Thule people
The Thule (pron: too-lee) were the ancestors of all modern Canadian Inuit. They arrived at Alaska in around the year 500 and Nunavut, Canada in 1000. A subgroup then moved east to Greenland by the 13th century. The appellation of "Thule" originates from the location of Thule in northwest Greenland, facing Canada, where the archeological remains of these people were first found [1]. The links between the Thule and the Inuit are biological, cultural, and linguistic.
The Thule subsisted both on marine and terrestrial animals. They replaced the Dorset culture by the early fifteenth century.
The Thule winter settlements usually had one to four houses with around ten people. Some major settlements may have had more than a dozen houses, although not all were inhabited at the same time by the fifty residents. Their houses were made of whale bones from summer hunts. Other structures include kill sites, caches, and tent encampments.

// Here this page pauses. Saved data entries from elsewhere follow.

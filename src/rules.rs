// Rule engine
//
// Pure functions that advance a board snapshot. The search resolves one
// agent at a time (`apply_action`), feeding and food spawning happen once
// the last agent of the turn rotation has moved. `apply_joint_moves`
// resolves a whole tick with every agent moving simultaneously.

use log::debug;
use rand::Rng;

use crate::board::{Agent, Board, EliminationCause, GameMode, Point, Status};
use crate::error::SimulationError;
use crate::movegen::FALLBACK_MOVE;
use crate::types::{Coord, Direction};

/// Applies one agent's move to a copy of `board` and resolves its consequences.
///
/// # Arguments
/// * `board` - Snapshot to advance; left untouched
/// * `agent_id` - Agent whose action is applied
/// * `mv` - Direction the agent moves in (ignored if it is already eliminated)
/// * `last_in_rotation` - Whether this agent closes the current tick
/// * `rng` - Source for food spawning and hazard expansion
///
/// # Returns
/// * `Result<Board, SimulationError>` - The next snapshot or the reason the input was malformed
pub fn apply_action<R: Rng + ?Sized>(
    board: &Board,
    agent_id: &str,
    mv: Direction,
    last_in_rotation: bool,
    rng: &mut R,
) -> Result<Board, SimulationError> {
    let mut next = board.clone();
    step(&mut next, agent_id, mv, last_in_rotation, rng)?;
    Ok(next)
}

/// In-place variant of [`apply_action`], used by rollouts on their private copy
pub fn step<R: Rng + ?Sized>(
    board: &mut Board,
    agent_id: &str,
    mv: Direction,
    last_in_rotation: bool,
    rng: &mut R,
) -> Result<(), SimulationError> {
    let idx = board
        .agent_index(agent_id)
        .ok_or_else(|| SimulationError::UnknownAgent(agent_id.to_string()))?;

    if board.agents[idx].is_empty() {
        return Err(SimulationError::InvalidState(format!(
            "snake '{}' has an empty body",
            agent_id
        )));
    }

    if board.agents[idx].is_alive() {
        move_agent(&mut board.agents[idx], mv);
        reduce_health(board, idx);
    }

    if last_in_rotation {
        end_of_tick(board, rng);
    }

    eliminate_agents(board)?;

    if last_in_rotation {
        board.turn += 1;
    }
    Ok(())
}

/// Resolves a full tick where every living agent moves at once.
/// Living agents without an entry in `moves` use the fallback move.
pub fn apply_joint_moves<R: Rng + ?Sized>(
    board: &Board,
    moves: &[(String, Direction)],
    rng: &mut R,
) -> Result<Board, SimulationError> {
    for (id, _) in moves {
        if board.agent(id).is_none() {
            return Err(SimulationError::UnknownAgent(id.clone()));
        }
    }

    let mut next = board.clone();
    for idx in 0..next.agents.len() {
        if !next.agents[idx].is_alive() {
            continue;
        }
        if next.agents[idx].is_empty() {
            return Err(SimulationError::InvalidState(format!(
                "snake '{}' has an empty body",
                next.agents[idx].id
            )));
        }
        let mv = moves
            .iter()
            .find(|(id, _)| *id == next.agents[idx].id)
            .map(|(_, mv)| *mv)
            .unwrap_or(FALLBACK_MOVE);
        move_agent(&mut next.agents[idx], mv);
    }
    for idx in 0..next.agents.len() {
        if next.agents[idx].is_alive() {
            reduce_health(&mut next, idx);
        }
    }

    end_of_tick(&mut next, rng);
    eliminate_agents(&mut next)?;
    next.turn += 1;
    Ok(next)
}

/// Whether the game has ended on this board
pub fn is_game_over(board: &Board) -> bool {
    let alive = board.alive_count();
    match board.settings.game_mode {
        GameMode::Solo => alive == 0,
        GameMode::Standard | GameMode::Royale => alive <= 1,
    }
}

/// Prepends the new head and drops the tail, length stays the same
fn move_agent(agent: &mut Agent, mv: Direction) {
    let Some(head) = agent.head() else {
        return;
    };
    agent.body.insert(0, mv.apply(&head));
    agent.body.pop();
}

fn reduce_health(board: &mut Board, idx: usize) {
    let base = board.settings.health_loss_per_turn;
    let on_hazard = board.agents[idx]
        .head()
        .map(|h| board.is_hazard(&h))
        .unwrap_or(false);
    let damage = if on_hazard {
        base + board.settings.hazard_damage_per_turn
    } else {
        base
    };
    let agent = &mut board.agents[idx];
    agent.health = (agent.health - damage).max(0);
}

/// Hazard expansion, feeding and food spawning; runs once per tick
fn end_of_tick<R: Rng + ?Sized>(board: &mut Board, rng: &mut R) {
    if board.settings.game_mode == GameMode::Royale {
        shrink_safe_area(board, rng);
    }
    feed_agents(board);
    spawn_food(board, rng);
}

fn feed_agents(board: &mut Board) {
    let max_health = board.settings.max_health;
    let mut remaining = Vec::with_capacity(board.food.len());

    for food in std::mem::take(&mut board.food) {
        let eater = board
            .agents
            .iter_mut()
            .find(|a| a.is_alive() && a.head() == Some(food));
        match eater {
            Some(agent) => {
                agent.health = max_health;
                if let Some(tail) = agent.body.last().copied() {
                    agent.body.push(tail);
                }
            }
            None => remaining.push(food),
        }
    }

    board.food = remaining;
}

fn spawn_food<R: Rng + ?Sized>(board: &mut Board, rng: &mut R) {
    let minimum = board.settings.minimum_food.max(0) as usize;
    let to_spawn = if board.food.len() < minimum {
        minimum - board.food.len()
    } else if board.settings.food_spawn_chance > 0
        && rng.random_range(0..100) < board.settings.food_spawn_chance
    {
        1
    } else {
        0
    };
    if to_spawn == 0 {
        return;
    }

    let mut free = board.free_cells();
    for _ in 0..to_spawn {
        if free.is_empty() {
            break;
        }
        let pick = rng.random_range(0..free.len());
        board.food.push(free.swap_remove(pick));
    }
}

/// Royale: every `shrink_every_n_turns` ticks one side of the safe area becomes hazard
fn shrink_safe_area<R: Rng + ?Sized>(board: &mut Board, rng: &mut R) {
    let interval = board.settings.shrink_every_n_turns;
    if interval <= 0 || (board.turn + 1) % interval as u32 != 0 {
        return;
    }

    let Some((min_x, max_x, min_y, max_y)) = safe_bounds(board) else {
        return;
    };

    let cells: Vec<Point> = match rng.random_range(0..4) {
        0 => (min_y..=max_y).map(|y| Coord { x: min_x, y }).collect(),
        1 => (min_y..=max_y).map(|y| Coord { x: max_x, y }).collect(),
        2 => (min_x..=max_x).map(|x| Coord { x, y: min_y }).collect(),
        _ => (min_x..=max_x).map(|x| Coord { x, y: max_y }).collect(),
    };
    for cell in cells {
        if !board.is_hazard(&cell) {
            board.hazards.push(cell);
        }
    }
    debug!(
        "Royale shrink on turn {}: {} hazard cells",
        board.turn + 1,
        board.hazards.len()
    );
}

/// Bounding box of the cells that are not hazards
fn safe_bounds(board: &Board) -> Option<(i32, i32, i32, i32)> {
    let mut bounds: Option<(i32, i32, i32, i32)> = None;
    for y in 0..board.height {
        for x in 0..board.width {
            let p = Coord { x, y };
            if board.is_hazard(&p) {
                continue;
            }
            bounds = Some(match bounds {
                None => (x, x, y, y),
                Some((x0, x1, y0, y1)) => (x0.min(x), x1.max(x), y0.min(y), y1.max(y)),
            });
        }
    }
    bounds
}

/// Decides eliminations for every living agent against the current snapshot,
/// then applies them together.
fn eliminate_agents(board: &mut Board) -> Result<(), SimulationError> {
    let turn = board.turn + 1;

    // Wall and starvation first; these agents are ignored for collisions.
    // Food still on the board means the tick is open: an agent standing on it
    // eats before starvation is checked again at the end of the tick.
    let mut first_pass: Vec<(usize, EliminationCause)> = Vec::new();
    for (idx, agent) in board.agents.iter().enumerate() {
        if !agent.is_alive() {
            continue;
        }
        let Some(head) = agent.head() else {
            return Err(SimulationError::InvalidState(format!(
                "snake '{}' has an empty body",
                agent.id
            )));
        };
        if !board.in_bounds(&head) {
            first_pass.push((idx, EliminationCause::Wall));
        } else if agent.health <= 0 && !board.food.contains(&head) {
            first_pass.push((idx, EliminationCause::Starvation));
        }
    }
    for (idx, cause) in first_pass {
        board.agents[idx].status = Status::Eliminated {
            cause,
            turn,
            by: None,
        };
    }

    let mut collisions: Vec<(usize, EliminationCause, Option<String>)> = Vec::new();
    for (idx, agent) in board.agents.iter().enumerate() {
        if !agent.is_alive() {
            continue;
        }
        let Some(head) = agent.head() else {
            continue;
        };

        if agent.body[1..].contains(&head) {
            collisions.push((idx, EliminationCause::SelfCollision, None));
            continue;
        }

        let body_hit = board
            .agents
            .iter()
            .enumerate()
            .filter(|(other_idx, other)| *other_idx != idx && other.is_alive())
            .find(|(_, other)| other.body.iter().skip(1).any(|p| *p == head));
        if let Some((_, other)) = body_hit {
            collisions.push((idx, EliminationCause::Collision, Some(other.id.clone())));
            continue;
        }

        let head_hit = board
            .agents
            .iter()
            .enumerate()
            .filter(|(other_idx, other)| *other_idx != idx && other.is_alive())
            .find(|(_, other)| other.head() == Some(head) && agent.len() <= other.len());
        if let Some((_, other)) = head_hit {
            collisions.push((idx, EliminationCause::HeadToHead, Some(other.id.clone())));
        }
    }
    for (idx, cause, by) in collisions {
        board.agents[idx].status = Status::Eliminated { cause, turn, by };
    }

    Ok(())
}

Some Thule migrated southward, in the "Second Expansion" or "Second Phase". By the thirteenth or fourteenth century, the Thule had occupied an area currently inhabited by Central Eskimo. There is good evidence to support the idea that the Thule (and the Dorset, but to a lesser degree) were in contact with the Vikings, who touched the banks of what is now modern Canada in roughly 1000 AD. However, intensified contacts with Europeans began in the 18th century and, compounded by the already disruptive effects of the "Little Ice Age" (1650-1850), the Thule communities broke apart and the people were henceforward known as the Eskimo and, later, Inuit.